Les tromperies sur Internet ne disparaîtront pas - que devons-nous faire?

Faux abonnés, fausses nouvelles, influence étrangère. La dernière décennie nous a révélé que l'information en ligne n'est pas toujours ce qu'elle semble.




L'année 2010 était lancée et le techno-optimisme était à son apogée. Un nombre incroyable d'Américains adultes, 75%, sont allés en ligne - c'était un énorme bond par rapport à 46% qui étaient en ligne 10 ans auparavant. Fondamentalement, ils se sont assis sur Internet dans des conditions de confort domestique, et c'était la première fois dans l'histoire quand ils l'ont fait si massivement. Les réseaux sociaux étaient à l'état embryonnaire et prenaient de l'ampleur - principalement chez les jeunes - et l'attention du monde, apparemment, se déplaçait des navigateurs vers les applications mobiles.

Le Pew Research Center a commencé la nouvelle décennie avec une enquête auprès de 895 technologues, chercheurs et critiques de premier plan, leur demandant de prédire à quoi ressemblera le monde connecté à Internet en 2020. Et un accord sans précédent a été atteint sur l'une des questions: 85% des personnes interrogées ont répondu à l'unanimité que «les avantages sociaux de l'utilisation d'Internet l'emporteront largement sur ses inconvénients», notant que l'Internet, dans l'ensemble, «améliore l'interaction sociale et continuera de le faire. et en 2020. " Ils ont souligné la facilité de communication et l'énorme quantité de connaissances apparues en raison de l'ère de l'information comme des raisons d'optimisme.
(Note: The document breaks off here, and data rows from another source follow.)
// smartrider-rs/smartrider/src/decode/trip.rs

use crate::constants::TRIP_RECORD_LEN;
use crate::decode::parser;
use crate::Result;

/// Tap-on bit in a trip record's status byte.
const STATUS_TAP_ON: u8 = 0x10;

/// One recorded trip leg.
#[derive(Debug, Clone, PartialEq, Eq)]
#[cfg_attr(feature = "serde", derive(serde::Serialize, serde::Deserialize))]
pub struct TripRecord {
    /// Running transaction counter.
    pub transaction_number: u16,
    /// Journey counter.
    pub journey_number: u16,
    /// Absolute time of the tap, 32-bit counter.
    pub timestamp: u32,
    /// Whether this leg was a tap-on (true) or tap-off (false).
    pub tap_on: bool,
    /// Four-character ASCII route code.
    pub route: String,
    /// Fare charged for the leg, in cents.
    pub cost: u16,
}

/// Decode one trip record at an absolute base offset.
///
/// Layout relative to `base`: transaction number @+0 (2), journey number
/// @+2 (2), timestamp @+3 (4), status byte @+7, route @+8 (4 ASCII),
/// cost @+13 (2). The timestamp overlaps the journey number's high byte;
/// that overlap is how the card actually encodes these fields.
pub(crate) fn decode_trip(data: &[u8], base: usize) -> Result<TripRecord> {
    parser::ensure_len(data, base + TRIP_RECORD_LEN)?;

    let status = parser::byte_at(data, base + 7)?;
    Ok(TripRecord {
        transaction_number: parser::le_u16_at(data, base)?,
        journey_number: parser::le_u16_at(data, base + 2)?,
        timestamp: parser::le_u32_at(data, base + 3)?,
        tap_on: status & STATUS_TAP_ON == STATUS_TAP_ON,
        route: route_string(parser::slice_at(data, base + 8, 4)?),
        cost: parser::le_u16_at(data, base + 13)?,
    })
}

/// Route bytes as ASCII, with non-printable bytes mapped to '.'.
fn route_string(bytes: &[u8]) -> String {
    bytes
        .iter()
        .map(|&b| {
            if b.is_ascii_graphic() || b == b' ' {
                b as char
            } else {
                '.'
            }
        })
        .collect()
}
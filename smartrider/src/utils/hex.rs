// smartrider-rs/smartrider/src/utils/hex.rs

//! Hexadecimal rendering for the card serial contract.
//!
//! SmartRider serials are printed on the card as uppercase hex pairs, so
//! the one helper here renders exactly that form; the presentation layer
//! owns the "SR0" display rule on top of it.

/// Convert a byte slice to an uppercase hex string without separators.
///
/// Example: `&[0xde, 0xad]` -> `"DEAD"`
pub fn bytes_to_hex_upper(bytes: &[u8]) -> String {
    let mut s = String::with_capacity(bytes.len() * 2);
    for b in bytes {
        use std::fmt::Write;
        // write! never fails writing to a String
        let _ = write!(&mut s, "{:02X}", b);
    }
    s
}
// smartrider-rs/smartrider/src/read.rs

//! CardReader stage: bulk-reads the card memory into a [`RawCardImage`].

use crate::card::geometry::first_block_of_sector;
use crate::card::{KeySet, RawCardImage};
use crate::constants::{BLOCKS_PER_SECTOR, STANDARD_KEY_1};
use crate::poller::ClassicPoller;
use crate::types::{CardType, KeyType};
use crate::{Error, Result};

/// Read every block of a SmartRider card using the shared key A.
///
/// The card must report the Classic 1K subtype; anything else fails with
/// [`Error::UnsupportedCardVariant`] before a single block is fetched.
/// A card leaving the field mid-read is a hard failure. Any other
/// per-block error is tolerated: the block stays flagged unread and the
/// scan continues, so callers must consult the read flags before trusting
/// block bytes.
pub fn read<P: ClassicPoller>(poller: &mut P) -> Result<RawCardImage> {
    let card_type = poller.detect_type()?;
    if card_type != CardType::Classic1k {
        return Err(Error::UnsupportedCardVariant(card_type));
    }

    let keys = KeySet::uniform_key_a(card_type, STANDARD_KEY_1);
    let mut image = RawCardImage::new(card_type);

    for sector in 0..keys.sector_count() {
        let Some(key) = keys.key_a(sector) else {
            continue;
        };
        let first = first_block_of_sector(sector);
        for block in first..first + BLOCKS_PER_SECTOR {
            match poller.read_block(block, key, KeyType::A) {
                Ok(data) => image.set_block(block, data)?,
                Err(Error::NotPresent) => return Err(Error::NotPresent),
                Err(e) => {
                    log::debug!("block {} not readable: {}", block, e);
                }
            }
        }
    }

    Ok(image)
}
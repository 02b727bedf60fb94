// smartrider-rs/smartrider/src/poller/mock.rs

use crate::card::geometry::sector_of_block;
use crate::constants::BLOCK_SIZE;
use crate::poller::traits::ClassicPoller;
use crate::types::{Block, CardType, Key, KeyType};
use crate::{Error, Result};

/// Mock poller for unit tests. It simulates a provisioned card and
/// records authentication/read calls for assertions.
#[derive(Debug, Clone)]
pub struct MockPoller {
    /// Subtype reported by `detect_type`.
    pub card_type: CardType,
    /// Full card memory, `block_count * 16` bytes.
    pub memory: Vec<u8>,
    /// Key A accepted per sector; `None` rejects every attempt.
    pub keys_a: Vec<Option<Key>>,
    /// Key B accepted per sector; `None` rejects every attempt.
    pub keys_b: Vec<Option<Key>>,
    /// Whether the card is in the field.
    pub present: bool,
    /// Testing hook: the card leaves the field after this many successful
    /// block reads.
    pub remove_after_reads: Option<usize>,
    /// Recorded authenticate calls: (block, key type).
    pub auth_calls: Vec<(usize, KeyType)>,
    /// Recorded read_block calls (block index).
    pub read_calls: Vec<usize>,
    reads_done: usize,
}

impl MockPoller {
    /// Blank present card of the given subtype with no accepted keys.
    pub fn new(card_type: CardType) -> Self {
        let sectors = card_type.sector_count();
        Self {
            card_type,
            memory: vec![0u8; card_type.block_count() * BLOCK_SIZE],
            keys_a: vec![None; sectors],
            keys_b: vec![None; sectors],
            present: true,
            remove_after_reads: None,
            auth_calls: Vec::new(),
            read_calls: Vec::new(),
            reads_done: 0,
        }
    }

    /// Accept `key` in one sector's slot.
    pub fn set_sector_key(&mut self, sector: usize, key_type: KeyType, key: Key) {
        let slots = match key_type {
            KeyType::A => &mut self.keys_a,
            KeyType::B => &mut self.keys_b,
        };
        if let Some(slot) = slots.get_mut(sector) {
            *slot = Some(key);
        }
    }

    /// Accept the same key A in every sector.
    pub fn fill_key_a(&mut self, key: Key) {
        for slot in self.keys_a.iter_mut() {
            *slot = Some(key);
        }
    }

    /// Write bytes into the simulated memory at an absolute offset.
    ///
    /// Panics if the write runs past the end of memory; the mock is a
    /// test tool and misuse should fail loudly.
    pub fn write_bytes(&mut self, offset: usize, bytes: &[u8]) {
        self.memory[offset..offset + bytes.len()].copy_from_slice(bytes);
    }

    /// Card leaves the field after `n` successful block reads (for
    /// mid-read removal tests).
    pub fn remove_after(&mut self, n: usize) {
        self.remove_after_reads = Some(n);
    }
}

impl ClassicPoller for MockPoller {
    fn detect_type(&mut self) -> Result<CardType> {
        if !self.present {
            return Err(Error::NotPresent);
        }
        Ok(self.card_type)
    }

    fn authenticate(&mut self, block: usize, key: &Key, key_type: KeyType) -> Result<()> {
        self.auth_calls.push((block, key_type));
        if !self.present {
            return Err(Error::NotPresent);
        }
        let sector = sector_of_block(block);
        let accepted = match key_type {
            KeyType::A => self.keys_a.get(sector),
            KeyType::B => self.keys_b.get(sector),
        };
        match accepted {
            Some(Some(k)) if k == key => Ok(()),
            _ => Err(Error::AuthFailed { sector, key_type }),
        }
    }

    fn read_block(&mut self, block: usize, key: &Key, key_type: KeyType) -> Result<Block> {
        self.read_calls.push(block);
        if let Some(limit) = self.remove_after_reads {
            if self.reads_done >= limit {
                self.present = false;
            }
        }
        if !self.present {
            return Err(Error::NotPresent);
        }
        self.authenticate(block, key, key_type)?;

        let start = block * BLOCK_SIZE;
        let end = start + BLOCK_SIZE;
        if end > self.memory.len() {
            return Err(Error::Protocol(format!("block {} beyond card memory", block)));
        }
        let data = Block::try_from(&self.memory[start..end])?;
        self.reads_done += 1;
        Ok(data)
    }
}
Qu'est-ce qui aurait pu mal tourner?

Cela s'avère beaucoup de choses. Un signe précoce d'une apocalypse informationnelle imminente a été le blog d'une «fille homosexuelle de Damas». Il était dédié à la vie de son auteur. Amina Arraf, une lesbienne syrienne de 35 ans qui a participé à un mouvement de protestation contre le président du pays, Bachar al-Assad. Il a rapidement trouvé des lecteurs du monde entier capturés par les textes touchants d'Arraf et une description vivante de la vie gay au Moyen-Orient. Le Guardian l'a décrite comme "une protagoniste improbable d'une émeute dans un pays conservateur".

Cela s'est poursuivi jusqu'au 6 juin 2011, lorsqu'un autre type de message est apparu sur le blog. Le cousin Arraf a écrit dans une panique que trois inconnus l'avaient enlevée au centre de Damas et l'avaient jetée dans une camionnette rouge. Les nouvelles de l'enlèvement se sont rapidement propagées dans le monde entier, elles ont été publiées dans The Guardian, le New York Times, Fox News, CNN et d'autres publications. La campagne «Free Amina» a conduit à l'émergence d'affiches et de sites Web connexes. Le Département d'État américain aurait même annoncé avoir ouvert une enquête sur sa disparition.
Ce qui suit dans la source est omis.